Per anni ho inseguito ogni novità approdasse sul web e l’epoca era quella del social web. Per fortuna e per intuito ho finito per iscrivermi e puntare sul successo di Twitter, Facebook, Flickr, Skype, YouTube, Feedly, GoodReads, Evernote ma anche del.icio.us, tumblr, dopplr, friendfeed e altri servizi scomparsi. Venivo a conoscerli appena usciti – Skype dopo una settimana dal lancio, quando non lo conosceva letteralmente nessuno – li usavo e in qualche modo li promuovevo facendoli conoscere. Mi divertivo, avevo un servizio e ne traevo un beneficio anche in quanto divulgatore. Ottimo.

A un certo punto ho cambiato atteggiamento. C’è un nuovo fantastico servizio gratuito che mi risolve un problema? Fantastico, ottimo, ma prima di usarlo e dedicargli ore del mio tempo creando contenuti e trasferendo (a mano) dati personali ho deciso di attendere un po’. Soprattutto se il servizio andava a competere con qualche servizio più potente e affermato. Per un motivo molto semplice: la probabilità che quel servizio sarebbe morto o sarebbe diventato obsoleto per mancanza di risorse era un rischio troppo alto.

Allo stesso modo ho mantenuto un atteggiamento simile sulle nuove funzioni dei servizi che usavo o di nuovi servizi. Penso a Clubhouse, servizio audio di cui si sono innamorati presto diversi tra gli amici che stimo di più. Non potendolo usare, essendo solo per iOS per molto tempo, ho avuto vita facile nell’ignorarlo. Quando è stata rilasciata la versione per Android ho continuato a ignorarlo per un semplice motivo: per convincermi a usare un nuovo servizio, investendo tempo ed energia, devi avermi dimostrato con i fatti che ho bisogno di te. Clubhouse evidentemente non era qualcosa di cui sentivo il bisogno e non avrei scommesso un centesimo di euro sulla sua capacità di affermarsi, nonostante per un certo periodo fosse sulla cresta dell’onda mediatica.

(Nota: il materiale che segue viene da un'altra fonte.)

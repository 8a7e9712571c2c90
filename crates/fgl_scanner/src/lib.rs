//! fgl_scanner: Lexer/tokenizer for 4GL source code.
//!
//! Produces tokens from source text with support for:
//! - Case-insensitive keywords and contextual keywords usable as names
//! - Integer, decimal and exponent numeric literals
//! - Single and double quoted strings with backslash escapes
//! - `#`, `--` and `{ }` comments
//! - A verbatim mode that keeps whitespace and comments as tokens

mod char_codes;
mod scanner;
mod token;

pub use scanner::{tokenize, ScanMode, Scanner};
pub use token::Token;
use criterion::{black_box, criterion_group, criterion_main, Criterion};
use fgl_parser::{parse_module, ParseOptions};

// A medium-size module with the common statement and block forms
const MODULE_SOURCE: &str = r#"
IMPORT FGL util.strings
SCHEMA stores

GLOBALS
  DEFINE g_user STRING
  DEFINE g_today DATE
END GLOBALS

TYPE t_item RECORD
  code CHAR(10),
  label VARCHAR(60),
  price DECIMAL(10, 2)
END RECORD

DEFINE m_items DYNAMIC ARRAY OF t_item
CONSTANT c_max = 100

MAIN
  DEFINE i INTEGER
  DEFINE total DECIMAL(12, 2)

  WHENEVER ERROR CALL handle_error
  PREPARE st FROM "select code, label, price from items"
  DECLARE c_items CURSOR FOR st

  LET i = 1
  FOREACH c_items INTO m_items[i].*
    LET i = i + 1
    IF i > c_max THEN
      EXIT FOREACH
    END IF
  END FOREACH

  LET total = 0
  FOR i = 1 TO m_items.getLength()
    LET total = total + m_items[i].price
  END FOR

  MENU "Items"
    COMMAND "Show"
      CALL show_items()
    ON ACTION refresh
      CALL load_items() RETURNING i
    COMMAND "Quit"
      EXIT MENU
  END MENU
END MAIN

FUNCTION show_items()
  DEFINE i INTEGER
  FOR i = 1 TO m_items.getLength()
    CASE
      WHEN m_items[i].price IS NULL
        DISPLAY m_items[i].code CLIPPED, " has no price"
      WHEN m_items[i].price > 1000
        DISPLAY m_items[i].code CLIPPED, " is expensive"
      OTHERWISE
        CONTINUE FOR
    END CASE
  END FOR
END FUNCTION

FUNCTION load_items()
  DEFINE n INTEGER
  TRY
    OPEN c_items
    LET n = 0
    WHILE n < c_max
      FETCH NEXT c_items INTO m_items[n + 1].*
      IF sqlca.sqlcode != 0 THEN
        EXIT WHILE
      END IF
      LET n = n + 1
    END WHILE
    CLOSE c_items
  CATCH
    ERROR "load failed"
  END TRY
  RETURN n
END FUNCTION

FUNCTION handle_error()
  DISPLAY "error ", status
  EXIT PROGRAM 1
END FUNCTION
"#;

fn bench_parse(c: &mut Criterion) {
    let options = ParseOptions::default();
    c.bench_function("parse_module", |b| {
        b.iter(|| parse_module(black_box(MODULE_SOURCE), &options))
    });

    let verbatim = ParseOptions {
        verbatim: true,
        ..ParseOptions::default()
    };
    c.bench_function("parse_module_verbatim", |b| {
        b.iter(|| parse_module(black_box(MODULE_SOURCE), &verbatim))
    });

    // Repeated unterminated blocks exercise recovery.
    let broken = "FUNCTION f()\n  IF x THEN\n    WHILE y\n".repeat(50);
    c.bench_function("parse_module_recovery", |b| {
        b.iter(|| parse_module(black_box(&broken), &options))
    });
}

criterion_group!(benches, bench_parse);
criterion_main!(benches);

Oggi leggo, notizia di un mese fa, che la barca di Clubhouse affonda. A questo si aggiunge anche un suo parziale competitor, Twitter Spaces, anch’esso in fase di rimessa.

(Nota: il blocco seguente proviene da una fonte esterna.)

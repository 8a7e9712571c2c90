//! DEFINE, CONSTANT and TYPE declarations and type references.

use crate::block::{finish_statement, peek_end, start_node};
use crate::context::ParseContext;
use crate::expressions::expect_expression;
use crate::parser::Parser;
use crate::utilities::{is_datetime_qualifier, is_simple_type_keyword};
use fgl_ast::{
    AccessModifier, AstNode, ConstantDef, ConstantStatement, DefineStatement, NodeKind, TokenKind,
    TypeDef, TypeReference, TypeStatement, VariableDef,
};
use fgl_core::text::TextSpan;
use fgl_diagnostics::messages;

/// Consume an optional `PUBLIC`/`PRIVATE` modifier when `keyword` follows
/// it. Returns `None`, consuming nothing, when `keyword` is not next.
pub fn parse_access_modifier(parser: &mut Parser, keyword: TokenKind) -> Option<AccessModifier> {
    let modifier = match parser.peek_kind() {
        TokenKind::PublicKeyword => AccessModifier::Public,
        TokenKind::PrivateKeyword => AccessModifier::Private,
        kind if kind == keyword => return Some(AccessModifier::Default),
        _ => return None,
    };
    if !parser.peek_at(keyword, 2) {
        return None;
    }
    parser.next_token();
    Some(modifier)
}

fn report_duplicate(parser: &mut Parser, name: &str, span: TextSpan) {
    parser.report_syntax_error(&messages::_0_IS_ALREADY_DEFINED_IN_THIS_SCOPE, &[name], span);
}

/// `[PUBLIC|PRIVATE] DEFINE a, b type [, c type ...]`
pub fn parse_define(parser: &mut Parser, ctx: &ParseContext<'_>) -> Option<AstNode> {
    let errors = parser.error_count();
    let node = start_node(parser, NodeKind::Define(DefineStatement::default()));
    let access = parse_access_modifier(parser, TokenKind::DefineKeyword)?;
    parser.next_token();

    let variables = parse_variable_groups(parser);
    if let Some(adder) = ctx.variable_adder {
        for variable in &variables {
            if !adder.add_variable(variable.clone()) {
                report_duplicate(parser, &variable.name, variable.span);
            }
        }
    }

    let mut node = finish_statement(parser, node, errors);
    node.kind = NodeKind::Define(DefineStatement { access, variables });
    Some(node)
}

/// `a, b type {, c type}`. Names separated by commas share the type that
/// follows the last of them.
fn parse_variable_groups(parser: &mut Parser) -> Vec<VariableDef> {
    let mut variables = Vec::new();
    loop {
        let mut names = Vec::new();
        loop {
            match parser.expect_identifier() {
                Some(name) => names.push(name),
                None => return variables,
            }
            if !(parser.peek(TokenKind::CommaToken) && parser.peek_token(2).kind.can_be_identifier()) {
                break;
            }
            parser.next_token();
        }
        let type_ref = parse_type(parser);
        for (name, span) in names {
            variables.push(VariableDef {
                name,
                span,
                type_ref: type_ref.clone(),
            });
        }
        if !parser.optional(TokenKind::CommaToken) {
            return variables;
        }
    }
}

/// `[PUBLIC|PRIVATE] CONSTANT name [type] = value [, ...]`
pub fn parse_constant(parser: &mut Parser, ctx: &ParseContext<'_>) -> Option<AstNode> {
    let errors = parser.error_count();
    let node = start_node(parser, NodeKind::Constant(ConstantStatement::default()));
    let access = parse_access_modifier(parser, TokenKind::ConstantKeyword)?;
    parser.next_token();

    let mut constants = Vec::new();
    loop {
        let Some((name, span)) = parser.expect_identifier() else {
            break;
        };
        let type_ref = if parser.peek(TokenKind::EqualsToken) {
            None
        } else {
            Some(parse_type(parser))
        };
        let value = if parser.expect(TokenKind::EqualsToken) {
            Some(expect_expression(parser))
        } else {
            None
        };
        let constant = ConstantDef {
            name,
            span,
            type_ref,
            value,
        };
        if let Some(adder) = ctx.variable_adder {
            if !adder.add_constant(constant.clone()) {
                report_duplicate(parser, &constant.name, constant.span);
            }
        }
        constants.push(constant);
        if !parser.optional(TokenKind::CommaToken) {
            break;
        }
    }

    let mut node = finish_statement(parser, node, errors);
    node.kind = NodeKind::Constant(ConstantStatement { access, constants });
    Some(node)
}

/// `[PUBLIC|PRIVATE] TYPE name type [, ...]`
pub fn parse_type_statement(parser: &mut Parser, ctx: &ParseContext<'_>) -> Option<AstNode> {
    let errors = parser.error_count();
    let node = start_node(parser, NodeKind::TypeDef(TypeStatement::default()));
    let access = parse_access_modifier(parser, TokenKind::TypeKeyword)?;
    parser.next_token();

    let mut types = Vec::new();
    loop {
        let Some((name, span)) = parser.expect_identifier() else {
            break;
        };
        let type_def = TypeDef {
            name,
            span,
            type_ref: parse_type(parser),
        };
        if let Some(adder) = ctx.variable_adder {
            if !adder.add_type(type_def.clone()) {
                report_duplicate(parser, &type_def.name, type_def.span);
            }
        }
        types.push(type_def);
        if !parser.optional(TokenKind::CommaToken) {
            break;
        }
    }

    let mut node = finish_statement(parser, node, errors);
    node.kind = NodeKind::TypeDef(TypeStatement { access, types });
    Some(node)
}

// ============================================================================
// Type references
// ============================================================================

/// Parse a type reference, reporting `Type expected` when none follows.
pub fn parse_type(parser: &mut Parser) -> TypeReference {
    let kind = parser.peek_kind();
    match kind {
        TokenKind::RecordKeyword => parse_record_type(parser),
        TokenKind::DynamicKeyword => parse_dynamic_array_type(parser),
        TokenKind::ArrayKeyword => parse_static_array_type(parser),
        TokenKind::LikeKeyword => {
            parser.next_token();
            let (table, column) = parse_table_column(parser);
            TypeReference::Like { table, column }
        }
        TokenKind::CharKeyword
        | TokenKind::VarcharKeyword
        | TokenKind::DecimalKeyword
        | TokenKind::MoneyKeyword
        | TokenKind::FloatKeyword => {
            parser.next_token();
            let arguments = parse_type_arguments(parser);
            named(kind, arguments)
        }
        TokenKind::DatetimeKeyword | TokenKind::IntervalKeyword => parse_datetime_type(parser),
        _ if is_simple_type_keyword(kind) => {
            parser.next_token();
            named(kind, Vec::new())
        }
        _ if kind.can_be_identifier() => {
            // User type, possibly qualified by an imported module name.
            parser.next_token();
            let mut name = parser.token().text.clone();
            while parser.peek(TokenKind::DotToken) && parser.peek_token(2).kind.can_be_identifier() {
                parser.next_token();
                parser.next_token();
                name.push('.');
                name.push_str(&parser.token().text);
            }
            TypeReference::Named {
                name,
                arguments: Vec::new(),
            }
        }
        _ => {
            parser.error_at_next(&messages::TYPE_EXPECTED, &[]);
            TypeReference::Missing
        }
    }
}

fn named(kind: TokenKind, arguments: Vec<String>) -> TypeReference {
    TypeReference::Named {
        name: kind.text().to_string(),
        arguments,
    }
}

/// `(n [, m])` after a sized type.
fn parse_type_arguments(parser: &mut Parser) -> Vec<String> {
    let mut arguments = Vec::new();
    if !parser.optional(TokenKind::OpenParenToken) {
        return arguments;
    }
    loop {
        if parser.optional(TokenKind::NumberLiteral) {
            arguments.push(parser.token().text.clone());
        } else {
            parser.error_at_next(&messages::_0_EXPECTED, &[TokenKind::NumberLiteral.text()]);
            break;
        }
        if !parser.optional(TokenKind::CommaToken) {
            break;
        }
    }
    parser.expect(TokenKind::CloseParenToken);
    arguments
}

/// `table.column`, or `table.*` (column `*`).
fn parse_table_column(parser: &mut Parser) -> (String, String) {
    let table = parser
        .expect_identifier()
        .map(|(name, _)| name)
        .unwrap_or_default();
    let mut column = String::new();
    if parser.expect(TokenKind::DotToken) {
        if parser.optional(TokenKind::AsteriskToken) {
            column.push('*');
        } else if let Some((name, _)) = parser.expect_identifier() {
            column = name;
        }
    }
    (table, column)
}

/// `RECORD LIKE table.*` or `RECORD name type, ... END RECORD`
fn parse_record_type(parser: &mut Parser) -> TypeReference {
    parser.next_token();
    if parser.optional(TokenKind::LikeKeyword) {
        let (table, _) = parse_table_column(parser);
        return TypeReference::RecordLike { table };
    }
    let mut fields = Vec::new();
    loop {
        if peek_end(parser, TokenKind::RecordKeyword) {
            parser.next_token();
            parser.next_token();
            break;
        }
        if !parser.peek_kind().can_be_identifier() {
            parser.error_at_next(&messages::_0_EXPECTED, &["end record"]);
            break;
        }
        let before = fields.len();
        fields.extend(parse_variable_groups(parser));
        if fields.len() == before {
            break;
        }
    }
    TypeReference::Record { fields }
}

/// `DYNAMIC ARRAY [WITH DIMENSION n] OF type`
fn parse_dynamic_array_type(parser: &mut Parser) -> TypeReference {
    parser.next_token();
    parser.expect(TokenKind::ArrayKeyword);
    let mut dimensions = Vec::new();
    if parser.optional(TokenKind::WithKeyword) {
        parser.expect(TokenKind::DimensionKeyword);
        if parser.expect(TokenKind::NumberLiteral) {
            dimensions.push(parser.token().text.clone());
        }
    }
    parser.expect(TokenKind::OfKeyword);
    TypeReference::Array {
        dynamic: true,
        dimensions,
        element: Box::new(parse_type(parser)),
    }
}

/// `ARRAY [n {, m}] OF type`
fn parse_static_array_type(parser: &mut Parser) -> TypeReference {
    parser.next_token();
    let mut dimensions = Vec::new();
    if parser.expect(TokenKind::OpenBracketToken) {
        loop {
            if parser.expect(TokenKind::NumberLiteral) {
                dimensions.push(parser.token().text.clone());
            }
            if !parser.optional(TokenKind::CommaToken) {
                break;
            }
        }
        parser.expect(TokenKind::CloseBracketToken);
    }
    parser.expect(TokenKind::OfKeyword);
    TypeReference::Array {
        dynamic: false,
        dimensions,
        element: Box::new(parse_type(parser)),
    }
}

/// `DATETIME q1 TO q2` or `INTERVAL q1[(n)] TO q2[(n)]`
fn parse_datetime_type(parser: &mut Parser) -> TypeReference {
    let kind = parser.next_token();
    let mut arguments = Vec::new();
    if is_datetime_qualifier(parser.peek_kind()) {
        arguments.push(parse_qualifier(parser));
        if parser.expect(TokenKind::ToKeyword) {
            if is_datetime_qualifier(parser.peek_kind()) {
                arguments.push(parse_qualifier(parser));
            } else {
                parser.error_at_next(&messages::_0_EXPECTED, &[TokenKind::SecondKeyword.text()]);
            }
        }
    }
    named(kind, arguments)
}

fn parse_qualifier(parser: &mut Parser) -> String {
    let mut text = parser.next_token().text().to_string();
    if parser.optional(TokenKind::OpenParenToken) {
        if parser.expect(TokenKind::NumberLiteral) {
            text.push('(');
            text.push_str(&parser.token().text);
            text.push(')');
        }
        parser.expect(TokenKind::CloseParenToken);
    }
    text
}

#[cfg(test)]
mod tests {
    use super::*;
    use crate::parser::ParseOptions;

    fn type_of(source: &str) -> (String, usize) {
        let mut parser = Parser::new(source, &ParseOptions::default());
        let type_ref = parse_type(&mut parser);
        let (diagnostics, _) = parser.finish();
        (type_ref.to_string(), diagnostics.error_count())
    }

    #[test]
    fn test_type_references() {
        assert_eq!(type_of("DECIMAL(10,2)"), ("decimal(10,2)".to_string(), 0));
        assert_eq!(type_of("LIKE customer.cust_id"), ("like customer.cust_id".to_string(), 0));
        assert_eq!(type_of("RECORD LIKE customer.*"), ("record like customer.*".to_string(), 0));
        assert_eq!(
            type_of("DYNAMIC ARRAY WITH DIMENSION 2 OF STRING"),
            ("dynamic array with dimension 2 of string".to_string(), 0)
        );
        assert_eq!(type_of("ARRAY[10] OF INTEGER"), ("array[10] of integer".to_string(), 0));
        assert_eq!(
            type_of("DATETIME YEAR TO FRACTION(3)"),
            ("datetime(year,fraction(3))".to_string(), 0)
        );
        assert_eq!(type_of("util.Point"), ("util.Point".to_string(), 0));
    }

    #[test]
    fn test_record_fields_share_types() {
        let mut parser = Parser::new("RECORD a, b INTEGER, c STRING END RECORD", &ParseOptions::default());
        let TypeReference::Record { fields } = parse_type(&mut parser) else {
            panic!("expected record");
        };
        let names: Vec<_> = fields.iter().map(|f| f.name.as_str()).collect();
        assert_eq!(names, vec!["a", "b", "c"]);
        assert_eq!(fields[1].type_ref.to_string(), "integer");
        assert!(parser.eof());
    }

    #[test]
    fn test_missing_type() {
        assert_eq!(type_of("= 1"), ("?".to_string(), 1));
    }
}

Cosa imparare da questa vicenda? Mai farsi prendere dall’hype per un nuovo servizio, non fosse altro perché dietro ci sono spesso gli stessi venture capital e altri soggetto interessati della Silicon Valley, che manipolano l’opinione pubblica del mondo tech. Non vale la pena dedicare energia e attenzione a fenomeni non consolidati, che hanno un’altra probabilità di fallire. Se in generale è un bene sperimentare, farlo inseguendo la presunta ultima moda è in realtà comodo e in quanto comodo, inutile. La concorrenza di Big Tech ormai è tale che è quasi impossibile che un nuovo soggetto riesca a insinuarsi e a sopravvivere da indipendente. Molto più facile che venga acquisito e il servizio chiuso o che venga clonato e contrastato pesantemente. In ogni caso, in pochi casi ne vale la pena. Se poi si tratta di un tentativo di concorrenza di Big Tech su qualcosa di moda, vedi Facebook o Twitter con le newsletter, be’, meglio essere ancora più prudenti, perché trasferirsi armi e bagagli su queste piattaforme rischia di essere peggio che scommettere su una startup, come la storia recente insegna. Appena la moda scema, i cloni vengono chiusi senza tanta fanfara.

Published in Web & Tech

2 Comments

  1. Personalmente condivido tantissimo questo atteggiamento e direi che gli unici progetti che mi sento di incentivare anche quando sono nelle loro fasi embrionali sono quelli che nascono e crescono nel mondo dell’opensource dove i modelli di business sono molto più traballanti ma sono altri i fattori che portano alla nascita del progetto (maggior privacy, maggiore libertà, adozione degli standard e così via…).
    Ciao,
    Emanuele

  2. Come giustamente hai scritto, viviamo in un mondo in cui i pesci grandi continuano a mangiarsi i pesci piccoli, di fatto creando una situazione di oligopolio dalla quale non usciremo facilmente (se non a colpi di smembramenti dettati da sentenze dei giudici americani). Mi fa paura pensare che l’America di fatto ha accesso a questa smisurata mole di dati su una buona fetta della popolazione mondiale, e che possa influenzarci tutti a pensare quello che loro decidono sia importante.